Les chaussures de la honte

Péri­odique­ment, il faut faire ressemeller ses bottes, usées par les kilo­mètres par­cou­rus sur le bitume d’i­ci et d’ailleurs. Je les con­fie donc au cor­don­nier, et passe les récupér­er quelques jours plus tard. En atten­dant que le com­merçant sorte de son ate­lier, qui fleure le cuir et le camem­bert(?), je par­cours des yeux les étagères der­rière la caisse, où plusieurs paires de chaus­sures réparées et dûment éti­quetées atten­dent leur pro­prié­taire. Bizarre, je ne trou­ve pas les miennes; ne seraient-elles pas encore prêtes? Les seules qui leur ressem­blent vague­ment sont des bot­tines de cuir noir avachies et très défor­mées.
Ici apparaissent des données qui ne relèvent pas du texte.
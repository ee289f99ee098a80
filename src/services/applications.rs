use std::sync::Arc;

use base64::Engine;
use bytes::Bytes;
use metrics::counter;
use slog::Logger;
use tracing::{error, info, instrument};
use validator::Validate;

use crate::{
    errors::ServiceError,
    models::{ApplicationStatus, ImageUpload, NewApplication, PartApplication},
    repositories::ApplicationRepository,
    services::images::image_extension,
    store::{Blob, BlobStore, APPLICATION_IMAGES_PREFIX},
};

/// Ticket workflow: submission and the read contract
#[derive(Clone, Debug)]
pub struct ApplicationService {
    repo: Arc<ApplicationRepository>,
    blobs: Arc<dyn BlobStore>,
    logger: Logger,
}

fn decode_image(image: &ImageUpload) -> Result<Blob, ServiceError> {
    if image_extension(&image.content_type).is_none() {
        return Err(ServiceError::InvalidInput(format!(
            "unsupported image type {}",
            image.content_type
        )));
    }
    let data = base64::engine::general_purpose::STANDARD
        .decode(image.data.trim())
        .map_err(|_| ServiceError::InvalidInput("image data is not valid base64".to_string()))?;
    if data.is_empty() {
        return Err(ServiceError::InvalidInput("image data is empty".to_string()));
    }
    Ok(Blob {
        content_type: image.content_type.clone(),
        data: Bytes::from(data),
    })
}

impl ApplicationService {
    pub fn new(repo: Arc<ApplicationRepository>, blobs: Arc<dyn BlobStore>, logger: Logger) -> Self {
        Self {
            repo,
            blobs,
            logger,
        }
    }

    /// Validates and persists a new ticket, returning its id.
    ///
    /// The id comes from the store's key generator and the creation time from
    /// the store's server timestamp. An attached image is uploaded first; the
    /// ticket itself is written in one `set`, so a failed submission leaves
    /// no record behind.
    #[instrument(skip(self, request), fields(requester = %request.requester))]
    pub async fn submit(&self, request: NewApplication) -> Result<String, ServiceError> {
        let missing = request.missing_fields();
        if !missing.is_empty() {
            counter!("applications.rejected", 1);
            return Err(ServiceError::MissingFields(missing));
        }
        request.validate()?;
        let image = request.image.as_ref().map(decode_image).transpose()?;

        let id = self.repo.next_id();

        let image_path = match image {
            Some(blob) => {
                let path = format!("{}/{}.png", APPLICATION_IMAGES_PREFIX, id);
                self.blobs.upload(&path, blob).await.map_err(|e| {
                    error!("Failed to upload application image: {}", e);
                    ServiceError::from(e)
                })?;
                Some(path)
            }
            None => None,
        };

        self.repo
            .insert(&id, request.to_record(image_path.as_deref()))
            .await
            .map_err(|e| {
                error!("Failed to persist application: {}", e);
                ServiceError::from(e)
            })?;

        counter!("applications.submitted", 1);
        slog::info!(self.logger, "application submitted";
            "id" => id.as_str(),
            "requester" => request.requester.trim(),
            "department" => request.department.trim(),
            "urgency" => request.urgency.to_string(),
            "has_image" => image_path.is_some());
        info!("Application submitted: id={}", id);

        Ok(id)
    }

    /// Every ticket, most recently created first
    #[instrument(skip(self))]
    pub async fn fetch_all(&self) -> Result<Vec<PartApplication>, ServiceError> {
        Ok(self.repo.find_all().await?)
    }

    #[instrument(skip(self))]
    pub async fn fetch_by_id(&self, id: &str) -> Result<Option<PartApplication>, ServiceError> {
        Ok(self.repo.find_by_id(id).await?)
    }

    #[instrument(skip(self))]
    pub async fn status(&self, id: &str) -> Result<Option<ApplicationStatus>, ServiceError> {
        Ok(self.repo.find_by_id(id).await?.map(|ticket| ticket.status))
    }
}

#[cfg(test)]
mod tests {
    use super::*;
    use crate::store::{
        DocumentStore, InMemoryBlobStore, InMemoryStore, MockBlobStore, StoreError,
    };
    use assert_matches::assert_matches;

    fn logger() -> Logger {
        Logger::root(slog::Discard, slog::o!())
    }

    fn service_with(blobs: Arc<dyn BlobStore>) -> (ApplicationService, Arc<InMemoryStore>) {
        let store = Arc::new(InMemoryStore::new());
        let repo = Arc::new(ApplicationRepository::new(store.clone()));
        (ApplicationService::new(repo, blobs, logger()), store)
    }

    fn bolt_request() -> NewApplication {
        NewApplication {
            requester: "Alice".into(),
            department: "Eng".into(),
            technical_specs: Some("bolt".into()),
            ..Default::default()
        }
    }

    fn png_upload() -> ImageUpload {
        ImageUpload {
            content_type: "image/png".into(),
            data: base64::engine::general_purpose::STANDARD.encode(b"\x89PNG fake"),
        }
    }

    #[tokio::test]
    async fn submitted_ticket_reads_back_pending() {
        let (service, _) = service_with(Arc::new(InMemoryBlobStore::new()));
        let id = service.submit(bolt_request()).await.unwrap();
        assert!(!id.is_empty());

        let ticket = service.fetch_by_id(&id).await.unwrap().unwrap();
        assert_eq!(ticket.requester, "Alice");
        assert_eq!(ticket.department, "Eng");
        assert_eq!(ticket.technical_specs.as_deref(), Some("bolt"));
        assert_eq!(ticket.status, ApplicationStatus::Pending);
        assert_eq!(
            service.status(&id).await.unwrap(),
            Some(ApplicationStatus::Pending)
        );
    }

    #[tokio::test]
    async fn missing_requester_persists_nothing() {
        let (service, _) = service_with(Arc::new(InMemoryBlobStore::new()));
        service.submit(bolt_request()).await.unwrap();
        let before = service.fetch_all().await.unwrap().len();

        let result = service
            .submit(NewApplication {
                requester: String::new(),
                ..bolt_request()
            })
            .await;
        assert_matches!(result, Err(ServiceError::MissingFields(fields)) if fields == vec!["requester".to_string()]);
        assert_eq!(service.fetch_all().await.unwrap().len(), before);
    }

    #[tokio::test]
    async fn image_is_stored_under_ticket_id() {
        let blobs = Arc::new(InMemoryBlobStore::new());
        let (service, _) = service_with(blobs.clone());
        let id = service
            .submit(NewApplication {
                image: Some(png_upload()),
                ..bolt_request()
            })
            .await
            .unwrap();

        let expected = format!("applications/{id}.png");
        assert!(blobs.exists(&expected).await.unwrap());
        let ticket = service.fetch_by_id(&id).await.unwrap().unwrap();
        assert_eq!(ticket.image, Some(expected));
    }

    #[tokio::test]
    async fn failed_upload_writes_no_record() {
        let mut blobs = MockBlobStore::new();
        blobs
            .expect_upload()
            .returning(|_, _| Err(StoreError::Status { status: 503, path: "x".into() }));
        let (service, store) = service_with(Arc::new(blobs));

        let result = service
            .submit(NewApplication {
                image: Some(png_upload()),
                ..bolt_request()
            })
            .await;
        assert_matches!(result, Err(ServiceError::RemoteStoreError(_)));
        assert!(store.get("applications-collection").await.unwrap().is_none());
    }

    #[tokio::test]
    async fn unsupported_image_type_is_rejected_before_writing() {
        let (service, store) = service_with(Arc::new(InMemoryBlobStore::new()));
        let result = service
            .submit(NewApplication {
                image: Some(ImageUpload {
                    content_type: "image/gif".into(),
                    data: "R0lGOD".into(),
                }),
                ..bolt_request()
            })
            .await;
        assert_matches!(result, Err(ServiceError::InvalidInput(_)));
        assert!(store.get("applications-collection").await.unwrap().is_none());
    }

    #[tokio::test]
    async fn ids_are_unique_and_listing_is_newest_first() {
        let (service, _) = service_with(Arc::new(InMemoryBlobStore::new()));
        let first = service.submit(bolt_request()).await.unwrap();
        let second = service.submit(bolt_request()).await.unwrap();
        assert_ne!(first, second);

        let ids: Vec<String> = service
            .fetch_all()
            .await
            .unwrap()
            .into_iter()
            .map(|t| t.id)
            .collect();
        assert_eq!(ids, vec![second, first]);
    }
}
Pas à moi, ces hor­reurs, pense-je, vague­ment dégoûtée. Et pour­tant… Le cor­don­nier prend mon tick­et, et c’est pré­cisé­ment cette paire-là qu’il me tend. Rouge de honte, je les fourre dans un sac et m’en­fuis, tête basse. Eh oui, les kilo­mètres, ça use drôle­ment, et pas que les semelles!